The availability of coverage for negligent supervision claims brought against the parents of troubled teenagers has been a persistent source of litigation and controversy under homeowner's policies.  As courts have increasingly found that independent theories of negligence against parents are an "occurrence" despite the intentional nature of their children's acts, homeowners' insurers have countered with new exclusions for intentional or criminal acts.  In true Clintonian fashion, the effect of such exclusions sometimes turns on whether the exclusion applies to the intentional or criminal acts or "an," "any" or "the insured.

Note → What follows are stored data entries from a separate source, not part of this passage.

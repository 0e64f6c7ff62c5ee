//! 两路来源的交织.
//!
//! 每路各有自己的比较时间基 (编码域). 两路当前包中 pts 较小者先出,
//! 相等时 A 路优先; 比较发生在任何一路换算到输出时间基之前.

use std::cmp::Ordering;

use yun_codec::Packet;
use yun_core::{Rational, YunResult, compare_ts};

use crate::source::PacketSource;

/// 交织输出的来路
#[derive(Debug, Clone, Copy, PartialEq, Eq)]
pub enum Lane {
    /// A 路 (通常为视频)
    A,
    /// B 路 (通常为音频)
    B,
}

struct LaneState<'a> {
    source: &'a mut dyn PacketSource,
    time_base: Rational,
    head: Option<Packet>,
    /// 需要从来源再取一个包
    needs_pull: bool,
    exhausted: bool,
}

impl<'a> LaneState<'a> {
    fn new(source: &'a mut dyn PacketSource, time_base: Rational) -> Self {
        Self {
            source,
            time_base,
            head: None,
            needs_pull: true,
            exhausted: false,
        }
    }

    fn pull(&mut self) -> YunResult<()> {
        if self.needs_pull && !self.exhausted {
            self.head = self.source.next_packet()?;
            self.exhausted = self.head.is_none();
            self.needs_pull = false;
        }
        Ok(())
    }
}

/// 两路交织器, 任一路都可以缺省
pub struct Interleaver<'a> {
    a: Option<LaneState<'a>>,
    b: Option<LaneState<'a>>,
}

impl<'a> Interleaver<'a> {
    /// 创建交织器, 每路附带其比较时间基
    pub fn new(
        a: Option<(&'a mut dyn PacketSource, Rational)>,
        b: Option<(&'a mut dyn PacketSource, Rational)>,
    ) -> Self {
        Self {
            a: a.map(|(s, tb)| LaneState::new(s, tb)),
            b: b.map(|(s, tb)| LaneState::new(s, tb)),
        }
    }

    /// 取下一个包, 两路都耗尽时返回 `Ok(None)`
    pub fn next_packet(&mut self) -> YunResult<Option<(Lane, Packet)>> {
        for lane in [&mut self.a, &mut self.b].into_iter().flatten() {
            lane.pull()?;
        }

        let a_head = self.a.as_ref().and_then(|l| l.head.as_ref().map(|p| (p.pts, l.time_base)));
        let b_head = self.b.as_ref().and_then(|l| l.head.as_ref().map(|p| (p.pts, l.time_base)));

        let lane = match (a_head, b_head) {
            (None, None) => return Ok(None),
            (Some(_), None) => Lane::A,
            (None, Some(_)) => Lane::B,
            (Some((a_pts, a_tb)), Some((b_pts, b_tb))) => {
                if compare_ts(a_pts, a_tb, b_pts, b_tb) == Ordering::Greater {
                    Lane::B
                } else {
                    Lane::A
                }
            }
        };

        let state = match lane {
            Lane::A => self.a.as_mut(),
            Lane::B => self.b.as_mut(),
        };
        let packet = state.and_then(|s| {
            s.needs_pull = true;
            s.head.take()
        });
        Ok(packet.map(|p| (lane, p)))
    }
}
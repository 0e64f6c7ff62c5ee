//! # Yun (运)
//!
//! 纯 Rust 实现的不解码转封装框架.
//!
//! 数据包的负载原样搬运, 只改写时间戳、容器结构和 MPEG-TS 连续性计数器:
//! - **转封装**: 单个输入到单个输出, 支持过滤与时间戳偏移
//! - **分段**: 在参考流的关键帧处按时长切分, 计数器跨段衔接
//! - **交织封装**: 视频、音频两路实时输入按时间交织写入同一输出
//! - **RTP 归档**: 录制的 VP8/Opus RTP 包重组后作为上述操作的输入
//!
//! # 快速开始
//!
//! ```rust,no_run
//! use yun::remux::{DemuxSource, NeverAbort, PacketSource, PendingSink, RemuxOptions, remux};
//!
//! let registry = yun::default_format_registry();
//! let mut source = DemuxSource::open_file(&registry, "in.ts", None)?;
//! let sink = PendingSink::create_file(&registry, "out.ts", None, source.streams())?;
//! let stats = remux(&mut source, sink, None, &RemuxOptions::default(), &NeverAbort)?;
//! println!("写出 {} 个数据包", stats.packets_written);
//! # Ok::<(), yun::core::YunError>(())
//! ```
//!
//! # Crate 结构
//!
//! | Crate | 功能 |
//! |-------|------|
//! | `yun-core` | 错误、有理数、时间戳换算 |
//! | `yun-codec` | 数据包与编解码器标识 |
//! | `yun-format` | I/O、封装器/解封装器、连续性计数器 |
//! | `yun-remux` | 转封装、分段、交织封装流水线 |
//! | `yun-rtp` | MJR/pcap 归档中的 VP8、Opus 流作为数据包来源 |

/// 核心类型与工具
pub use yun_core as core;

/// 数据包与编解码器标识
pub use yun_codec as codec;

/// 容器格式框架
pub use yun_format as format;

/// 转封装流水线
pub use yun_remux as remux;

/// RTP 归档读取
pub use yun_rtp as rtp;

/// 获取 Yun 版本号
pub fn version() -> &'static str {
    env!("CARGO_PKG_VERSION")
}

/// 创建已注册所有内置容器格式的注册表
pub fn default_format_registry() -> yun_format::FormatRegistry {
    let mut registry = yun_format::FormatRegistry::new();
    yun_format::register_all(&mut registry);
    registry
}
impl Muxer for MpegTsMuxer {
    fn format_id(&self) -> FormatId {
        FormatId::MpegTs
    }

    fn stream_time_base(&self, _stream: &Stream) -> Rational {
        Rational::CLOCK_90K
    }

    fn set_option(&mut self, key: &str, value: &str) -> YunResult<bool> {
        let pid_in_range = |pid: u16| {
            if (0x0010..PID_NULL).contains(&pid) {
                Ok(pid)
            } else {
                Err(YunError::BadValue(format!("{key} 超出范围: {pid:#06x}")))
            }
        };
        match key {
            "psi_period" | "sdt_period" => {
                let period: u32 = parse_value(key, value)?;
                if period == 0 {
                    return Err(YunError::BadValue(format!("{key} 不能为 0")));
                }
                if key == "psi_period" {
                    self.config.psi_period = period;
                } else {
                    self.config.sdt_period = period;
                }
            }
            "transport_stream_id" => self.config.transport_stream_id = parse_value(key, value)?,
            "original_network_id" => self.config.original_network_id = parse_value(key, value)?,
            "service_id" => self.config.service_id = parse_value(key, value)?,
            "pmt_pid" => self.config.pmt_pid = pid_in_range(parse_value(key, value)?)?,
            "start_pid" => self.config.start_pid = pid_in_range(parse_value(key, value)?)?,
            "service_provider" | "service_name" => {
                if value.len() > 64 {
                    return Err(YunError::BadValue(format!("{key} 过长")));
                }
                if key == "service_provider" {
                    self.config.service_provider = value.to_string();
                } else {
                    self.config.service_name = value.to_string();
                }
            }
            _ => return Ok(false),
        }
        Ok(true)
    }

    fn write_header(&mut self, _io: &mut IoContext, streams: &[Stream]) -> YunResult<()> {
        if streams.is_empty() {
            return Err(YunError::BadValue("MPEG-TS: 没有输入流".into()));
        }

        self.streams.clear();
        for (i, stream) in streams.iter().enumerate() {
            let stream_type = codec_to_stream_type(stream.codec_id).ok_or_else(|| {
                YunError::Unsupported(format!("MPEG-TS 不支持编解码器: {}", stream.codec_id))
            })?;
            let pid = self.config.start_pid + i as u16;
            if pid >= PID_NULL || pid == self.config.pmt_pid {
                return Err(YunError::BadValue(format!("MPEG-TS: 流 {i} 的 PID {pid:#06x} 冲突")));
            }
            let stream_id = match stream.media_type {
                MediaType::Video => 0xE0,
                MediaType::Audio => 0xC0,
                MediaType::Other => 0xBD,
            };
            self.streams.push(TsStream {
                pid,
                stream_type,
                stream_id,
                codec_id: stream.codec_id,
            });
        }
        self.pcr_index = streams
            .iter()
            .position(|s| s.media_type == MediaType::Video)
            .unwrap_or(0);

        // 计数器从 15 起跳, 第一个发出的包为 0
        self.counters.clear();
        self.counters.track(PID_PAT, CC_MASK);
        self.counters.track(PID_SDT, CC_MASK);
        self.counters.track(self.config.pmt_pid, CC_MASK);
        for stream in &self.streams {
            self.counters.track(stream.pid, CC_MASK);
        }
        self.psi_pending = true;
        self.since_psi = 0;
        self.since_sdt = 0;

        debug!(
            "MPEG-TS: {} 条流, PMT PID={:#06x}, PCR PID={:#06x}",
            self.streams.len(),
            self.config.pmt_pid,
            self.streams[self.pcr_index].pid
        );
        Ok(())
    }

    fn write_packet(&mut self, io: &mut IoContext, packet: &Packet) -> YunResult<()> {
        let idx = packet.stream_index;
        if idx >= self.streams.len() {
            return Err(YunError::StreamNotFound(idx));
        }

        if self.psi_pending || self.since_psi >= self.config.psi_period {
            let with_sdt = self.psi_pending || self.since_sdt >= self.config.sdt_period;
            self.write_tables(io, with_sdt)?;
        }
        self.since_psi += 1;
        self.since_sdt += 1;

        let (pid, stream_id) = (self.streams[idx].pid, self.streams[idx].stream_id);
        let pcr = if idx == self.pcr_index {
            [packet.dts, packet.pts]
                .into_iter()
                .find(|ts| *ts != NOPTS_VALUE)
        } else {
            None
        };

        let mut pes = Self::build_pes_header(stream_id, packet);
        pes.extend_from_slice(&packet.data);
        self.write_pes(io, pid, &pes, packet.is_keyframe(), pcr)
    }

    fn write_trailer(&mut self, io: &mut IoContext) -> YunResult<()> {
        // 没有任何数据包时仍输出一组 PSI, 保证文件可识别
        if self.psi_pending && !self.streams.is_empty() {
            self.write_tables(io, true)?;
        }
        io.flush()
    }

    fn continuity(&self) -> Option<&dyn ContinuityStore> {
        Some(&self.counters)
    }

    fn continuity_mut(&mut self) -> Option<&mut dyn ContinuityStore> {
        Some(&mut self.counters)
    }
}

#[cfg(test)]
mod tests {
    use super::*;
    use crate::continuity::ContinuityCounter;
    use crate::io::{MemoryBackend, MemoryHandle};
    use crate::ts::TsHeader;

    fn make_stream(index: usize, codec_id: CodecId) -> Stream {
        Stream::new(index, codec_id, Rational::CLOCK_90K)
    }

    fn make_packet(stream_index: usize, pts: i64, size: usize, key: bool) -> Packet {
        let mut pkt = Packet::from_data(vec![0xAB; size]);
        pkt.stream_index = stream_index;
        pkt.pts = pts;
        pkt.dts = pts;
        pkt.set_keyframe(key);
        pkt
    }

    fn open(streams: &[Stream]) -> (MpegTsMuxer, IoContext, MemoryHandle) {
        let backend = MemoryBackend::new();
        let handle = backend.handle();
        let mut io = IoContext::new(Box::new(backend));
        let mut muxer = MpegTsMuxer::new();
        muxer.write_header(&mut io, streams).unwrap();
        (muxer, io, handle)
    }

    fn headers(data: &[u8]) -> Vec<TsHeader> {
        assert_eq!(data.len() % TS_PACKET_SIZE, 0, "所有 TS 包应 188 字节对齐");
        data.chunks_exact(TS_PACKET_SIZE)
            .map(|c| {
                let pkt: &[u8; TS_PACKET_SIZE] = c.try_into().unwrap();
                assert_eq!(pkt[0], TS_SYNC_BYTE);
                TsHeader::parse(pkt)
            })
            .collect()
    }

    #[test]
    fn test_ts_头部推迟到第一个包() {
        let (mut muxer, mut io, handle) = open(&[make_stream(0, CodecId::H264)]);
        assert!(handle.is_empty());

        muxer.write_packet(&mut io, &make_packet(0, 0, 10, true)).unwrap();
        let pids: Vec<u16> = headers(&handle.contents()).iter().map(|h| h.pid).collect();
        assert_eq!(pids, vec![PID_SDT, PID_PAT, DEFAULT_PMT_PID, DEFAULT_START_PID]);
    }

    #[test]
    fn test_ts_计数器从零开始() {
        let (mut muxer, mut io, handle) = open(&[make_stream(0, CodecId::H264)]);
        muxer.write_packet(&mut io, &make_packet(0, 0, 10, true)).unwrap();
        muxer.write_packet(&mut io, &make_packet(0, 3000, 10, false)).unwrap();
        let hs = headers(&handle.contents());
        assert!(hs.iter().filter(|h| h.pid != DEFAULT_START_PID).all(|h| h.cc == 0));
        let es: Vec<u8> = hs.iter().filter(|h| h.pid == DEFAULT_START_PID).map(|h| h.cc).collect();
        assert_eq!(es, vec![0, 1]);
    }

    #[test]
    fn test_ts_注入计数器后继续() {
        let (mut muxer, mut io, handle) = open(&[make_stream(0, CodecId::H264)]);
        let applied = muxer
            .continuity_mut()
            .unwrap()
            .inject(&[ContinuityCounter::new(PID_PAT, 5)])
            .unwrap();
        assert_eq!(applied, 1);
        muxer.set_option("psi_period", "1").unwrap();

        for i in 0..12 {
            muxer.write_packet(&mut io, &make_packet(0, i * 3000, 10, i == 0)).unwrap();
        }
        let pat: Vec<u8> = headers(&handle.contents())
            .iter()
            .filter(|h| h.pid == PID_PAT)
            .map(|h| h.cc)
            .collect();
        assert_eq!(pat.len(), 12);
        assert_eq!(pat[0], 6);
        assert_eq!(pat[11], 1);
    }

    #[test]
    fn test_ts_周期重复_psi() {
        let (mut muxer, mut io, handle) = open(&[make_stream(0, CodecId::Aac)]);
        muxer.set_option("psi_period", "4").unwrap();
        for i in 0..9 {
            muxer.write_packet(&mut io, &make_packet(0, i * 1920, 20, true)).unwrap();
        }
        let pat_count = headers(&handle.contents()).iter().filter(|h| h.pid == PID_PAT).count();
        assert_eq!(pat_count, 3);
    }

    #[test]
    fn test_ts_大包拆分与填充() {
        let (mut muxer, mut io, handle) = open(&[make_stream(0, CodecId::H264)]);
        muxer.write_packet(&mut io, &make_packet(0, 0, 1000, true)).unwrap();
        let data = handle.contents();
        let es: Vec<&[u8]> = data
            .chunks_exact(TS_PACKET_SIZE)
            .filter(|c| TsHeader::parse((*c).try_into().unwrap()).pid == DEFAULT_START_PID)
            .collect();
        assert!(es.len() >= 6);
        // 第一个包: PUSI + adaptation (RAI + PCR)
        assert_eq!(es[0][1] & 0x40, 0x40);
        assert_eq!(es[0][3] & 0x30, 0x30);
        assert_eq!(es[0][5] & 0x50, 0x50);
        // 后续包不带 PUSI
        assert!(es[1..].iter().all(|c| c[1] & 0x40 == 0));
    }

    #[test]
    fn test_ts_写入_dts() {
        let (mut muxer, mut io, handle) = open(&[make_stream(0, CodecId::H264)]);
        let mut pkt = make_packet(0, 6000, 10, false);
        pkt.dts = 3000;
        muxer.write_packet(&mut io, &pkt).unwrap();
        let data = handle.contents();
        let es = &data[3 * TS_PACKET_SIZE..];
        // 非关键帧但为 PCR 流: adaptation 长度 7 (flags + PCR) + 填充
        let af_len = es[4] as usize;
        let pes = &es[5 + af_len..];
        assert_eq!(&pes[..4], &[0x00, 0x00, 0x01, 0xE0]);
        assert_eq!(pes[7], 0xC0);
        assert_eq!(crate::ts::decode_timestamp(&pes[9..14]), 6000);
        assert_eq!(crate::ts::decode_timestamp(&pes[14..19]), 3000);
    }

    #[test]
    fn test_ts_不支持的编解码器() {
        let backend = MemoryBackend::new();
        let mut io = IoContext::new(Box::new(backend));
        let mut muxer = MpegTsMuxer::new();
        let err = muxer.write_header(&mut io, &[make_stream(0, CodecId::Vp8)]).unwrap_err();
        assert!(matches!(err, YunError::Unsupported(_)));
        assert!(muxer.write_header(&mut io, &[]).is_err());
    }

    #[test]
    fn test_ts_空文件收尾仍写出_psi() {
        let (mut muxer, mut io, handle) = open(&[make_stream(0, CodecId::Aac)]);
        muxer.write_trailer(&mut io).unwrap();
        assert_eq!(handle.len(), 3 * TS_PACKET_SIZE);
    }

    #[test]
    fn test_ts_选项校验() {
        let mut muxer = MpegTsMuxer::new();
        assert!(muxer.set_option("pmt_pid", "0x1100").unwrap());
        assert!(!muxer.set_option("unknown", "1").unwrap());
        assert!(muxer.set_option("psi_period", "0").is_err());
        assert!(muxer.set_option("pmt_pid", "0x1FFF").is_err());
        assert!(muxer.set_option("service_id", "abc").is_err());
    }

    #[test]
    fn test_ts_psi_校验和() {
        let (mut muxer, mut io, handle) = open(&[make_stream(0, CodecId::H264), make_stream(1, CodecId::Opus)]);
        muxer.write_packet(&mut io, &make_packet(0, 0, 10, true)).unwrap();
        let data = handle.contents();
        for table in data.chunks_exact(TS_PACKET_SIZE).take(3) {
            let section = &table[5..];
            let len = ((usize::from(section[1]) & 0x0F) << 8) | usize::from(section[2]);
            assert_eq!(crc32_mpeg2(&section[..3 + len]), 0);
        }
    }
}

The New Jersey Supreme Court has become the latest court to hold that an exclusion that applies to the intentional acts of "an" insured bars coverage for claims by "any" insured, including the claims of parents whose negligent supervision allegedly failed to prevent their son from sexually assaulting a neighbor's child.  In Villa v. Short, A-7-07 (N.J. June 10, 2008), the court ruled 4-2 that an exclusion for the criminal or intentional acts of an insured "plainly excludes coverage for all insureds when any insured commits an intentional or criminal act."  The court declined to find ambiguity in the policy based on the effect of a severability of interests clause Iwhich requires that each insured's rights be considered separately by the insurer).

Two dissenting justices argued that the insured's interpretation of the exclusion was reasonable, as evidenced by courts in other states that have held such exclusions not to apply to claims against "innocent insureds," and that the language must therefore be deemed ambiguous and should be interpreted in favor of coverage for the insured.

Asbestos IBNR Outside New Jersey Statute For Liquidation of Insolvent Insurers

The New Jersey Supreme Court has ruled that thousands of asbestos claims and other long-tail liabilities that have been incurred but not yet reported do not qualify for inclusion in the distribution of the estate of an insolvent insurer as N.J.S.A. 17:30C-8(a)(1) provides that “no contingent claim shall share in the distribution of the assets of an insurer” except as such claims have become “absolute against the insurer.” In In The Matter of Liquidation of Integrity Ins. Co., No. A-91-06 (N.J. December 13, 2007), the court rejected the Liquidator’s argument that IBNR claims become “absolute” once their value is susceptible of being estimated. Instead, the majority declared that “because the process by which the Liquidator proposes to estimate IBNR claims of necessity entails looking outside of each claim to other similar claims in respect of their very existence, nature and extent and cost, IBNR claims fail to satisfy that most basic element of requirements in order to be “absolute”: [that each] stand on its own and not by reference to any other claim.” Two dissenting justices argues that the majority’s analysis created an unreasonable “Hobson’s choice” for the Liquidator, as it must either pay out the limited assets of the Estate now and leave future claimants without relief or delays payments indefinitely while the Estate meanwhile “hemorrhages” administrative costs.